Het spel wordt gespeeld tussen twee speelsters of spelers (een tegen een, dame tegen dame, of beer tegen heer, in wedstrijden nooit dame tegen heer) of tussen vier (twee tegen twee, te onderscheiden in damesdubbelspel, herendubbelspel en gemengd dubbelspel, d.w.z. dame-en-heer tegen dame-en-heer). De baan voor dubbelspel is even lang doch breder dan die voor enkelspel. Enkel en dubbel spel worden op dezelfde baan gespeeld. Dwars over de baan, in het midden, is een net, aan de zijkanten bij de palen 1,06 m hoog, in het midden 0,91 m (getallen die verband houden met Engelse maten).



De bedoeling van het spel
is de bal over het net en binnen de lijnen welke het speelveld begrenzen, te slaan. De speler die hierin faalt verliest het punt, juister gezegd: zijn tegenstander wint het punt. In de bedoeling van het spel ligt opgesloten dat de spelers trachten de bal zodanig over het net te slaan dat deze buiten bereik van de tegenpartij is, zodat deze vanzelf faalt in het terugspelen, óf het die tegenpartij zo moeilijk te maken dat deze de bal niet over het net en/of binnen de lijnen kan terugslaan.

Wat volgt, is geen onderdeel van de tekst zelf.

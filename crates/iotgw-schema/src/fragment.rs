//! # Fragment Wrapper
//!
//! Per-protocol rules live under `connectors/*/type` + `connectors/*/params`
//! in the full-document grammar. A standalone protocol fragment is wrapped
//! into the smallest document that grammar accepts, so one grammar serves
//! both shapes:
//!
//! ```yaml
//! gateway: { name: frag, loglevel: info }
//! connectors:
//!   _frag: { type: <declared type>, params: <fragment params> }
//! bridges:
//!   _placeholder: { from: _frag, to: _frag }
//! ```
//!
//! The placeholder bridge carries no meaning, so cross-reference checks do
//! not run in fragment mode.

use serde_json::{json, Value};

use crate::loader::Document;

/// Id of the synthetic connector wrapping a bare params payload.
pub const FRAGMENT_CONNECTOR_ID: &str = "_frag";

/// Id of the placeholder self-loop bridge.
pub const PLACEHOLDER_BRIDGE_ID: &str = "_placeholder";

/// Connector types the gateway daemon knows how to run.
pub const KNOWN_PROTOCOLS: [&str; 14] = [
    "mqtt",
    "modbus-rtu",
    "modbus-tcp",
    "http-server",
    "uart",
    "spi",
    "i2c",
    "ble",
    "coap",
    "lorawan",
    "onewire",
    "opcua",
    "socketcan",
    "zigbee",
];

/// Whether `protocol` is one of [`KNOWN_PROTOCOLS`].
pub fn is_known_protocol(protocol: &str) -> bool {
    KNOWN_PROTOCOLS.contains(&protocol)
}

/// Protocol type implied by a template filename stem (`modbus_rtu` → `modbus-rtu`).
pub fn protocol_from_stem(stem: &str) -> String {
    stem.replace('_', "-")
}

/// Build a full document around `fragment`.
///
/// A fragment holding a `connectors` key is used as-is for that map, with
/// a placeholder bridge whose endpoints need not exist. Otherwise the
/// fragment's `params` (or the whole fragment, if it has none) becomes
/// the params of one connector of type `protocol`.
pub fn wrap_fragment(fragment: Value, protocol: &str) -> Document {
    if !is_known_protocol(protocol) {
        tracing::warn!(protocol, "fragment declared with an unknown protocol type");
    }

    let fragment = match fragment {
        Value::Null => Value::Object(Document::new()),
        other => other,
    };

    let wrapped = match fragment {
        Value::Object(mut map) if map.contains_key("connectors") => {
            let connectors = map.shift_remove("connectors").unwrap_or(Value::Null);
            json!({
                "gateway": placeholder_gateway(),
                "connectors": connectors,
                "bridges": { PLACEHOLDER_BRIDGE_ID: { "from": "x", "to": "x" } },
            })
        }
        other => {
            let params = match other {
                Value::Object(mut map) if map.contains_key("params") => {
                    map.shift_remove("params").unwrap_or(Value::Null)
                }
                other => other,
            };
            json!({
                "gateway": placeholder_gateway(),
                "connectors": {
                    FRAGMENT_CONNECTOR_ID: { "type": protocol, "params": params },
                },
                "bridges": {
                    PLACEHOLDER_BRIDGE_ID: {
                        "from": FRAGMENT_CONNECTOR_ID,
                        "to": FRAGMENT_CONNECTOR_ID,
                    },
                },
            })
        }
    };

    match wrapped {
        Value::Object(map) => map,
        _ => Document::new(),
    }
}

fn placeholder_gateway() -> Value {
    json!({ "name": "frag", "loglevel": "info" })
}

#[cfg(test)]
mod tests {
    use super::*;

    #[test]
    fn bare_params_payload_becomes_connector() {
        let frag = json!({"params": {"client_id": "gw", "host": "broker.local"}});
        let doc = wrap_fragment(frag, "mqtt");
        assert_eq!(doc["connectors"]["_frag"]["type"], "mqtt");
        assert_eq!(doc["connectors"]["_frag"]["params"]["client_id"], "gw");
        assert_eq!(doc["bridges"]["_placeholder"], json!({"from": "_frag", "to": "_frag"}));
        assert_eq!(doc["gateway"], json!({"name": "frag", "loglevel": "info"}));
    }

    #[test]
    fn fragment_without_params_stands_in_for_params() {
        let frag = json!({"port": "/dev/ttyUSB0", "baudrate": 9600});
        let doc = wrap_fragment(frag.clone(), "uart");
        assert_eq!(doc["connectors"]["_frag"]["params"], frag);
    }

    #[test]
    fn null_fragment_is_empty_params() {
        let doc = wrap_fragment(Value::Null, "spi");
        assert_eq!(doc["connectors"]["_frag"], json!({"type": "spi", "params": {}}));
    }

    #[test]
    fn connectors_map_is_used_verbatim() {
        let connectors = json!({
            "a": {"type": "mqtt", "params": {}},
            "b": {"type": "uart", "params": {}},
        });
        let doc = wrap_fragment(json!({"connectors": connectors.clone(), "ignored": 1}), "zigbee");
        assert_eq!(doc["connectors"], connectors);
        assert_eq!(doc["bridges"]["_placeholder"], json!({"from": "x", "to": "x"}));
        assert!(!doc.contains_key("ignored"));
        assert_eq!(doc.len(), 3);
    }

    #[test]
    fn non_mapping_fragment_is_passed_as_params() {
        let doc = wrap_fragment(json!(["not", "a", "map"]), "ble");
        assert_eq!(doc["connectors"]["_frag"]["params"], json!(["not", "a", "map"]));
    }

    #[test]
    fn unknown_protocol_still_wraps() {
        let doc = wrap_fragment(json!({}), "carrier-pigeon");
        assert_eq!(doc["connectors"]["_frag"]["type"], "carrier-pigeon");
    }

    #[test]
    fn protocol_names() {
        assert!(is_known_protocol("modbus-rtu"));
        assert!(!is_known_protocol("modbus_rtu"));
        assert_eq!(protocol_from_stem("http_server"), "http-server");
        assert_eq!(protocol_from_stem("mqtt"), "mqtt");
        for p in KNOWN_PROTOCOLS {
            assert!(is_known_protocol(&protocol_from_stem(&p.replace('-', "_"))));
        }
    }
}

In dit het elkaar-moeilijk-maken met allerlei slagen, met afwisseling in vaart, met het bestoken van elkaars zwakke punten, met aanvallend en verdedigend spelen ligt de grote aantrekkelijkheid van tennis opgesloten, een aantrekkelijkheid welke het spel over de gehele wereld verbreid heeft, voor miilioenen die het zowel in het wereldcentrum Wimbledon als op een farm in Canada of Rhodesia volgens uniforme regels beoefenen.



De telling
heeft iets eigenaardigs. De herkomst ervan is nooit voldoende verklaard. Wint een speler het eerste punt, dan telt dit als 15, wint hij het volgende dan komt hij op 30, daarna op 40, daarna is het „game” (spel) voor hem. Wint de ander tussentijds ook punten dan kan de stand dus worden 30.15, of 40.15 of 40.40. Er is voor geen der spelers enig verschil in waarde tussen 15-30 of 30-40. Men zou even goed 1, 2, 3, 4 kunnen tellen, doch hoewel dit enkele malen geprobeerd is, vooral door Amerikanen, heeft de poging tot deze vereenvoudiging het niet eens tot een definitieve proef kunnen brengen. Na 40 wint de speler, zoals gezegd, het spel („game”). Echter niet wanneer het 40.40 was. In dit geval moet een speler twéé punten meer behalen om het spel te winnen. Er wordt dan niet meer in cijfers geteld; men spreekt dan van „voordeel voor de een”, enz. (Het ligt voor de hand dat de gehele loop van het spel hier niet vermeld kan worden; daartoe raadplege men handboekjes.) De speler die het eerst zes spellen („games”) gewonnen heeft, wint een set. Echter moet hij minstens twee spellen méér hebben dan zijn tegenstander, dus 6-1, 6-3, 6-4. Indien het 6-5 geworden was, betekent 6-5 de set niet, doch 7-5, of 8-6 of 12-10 (er is geen grens van het aantal spellen van een set).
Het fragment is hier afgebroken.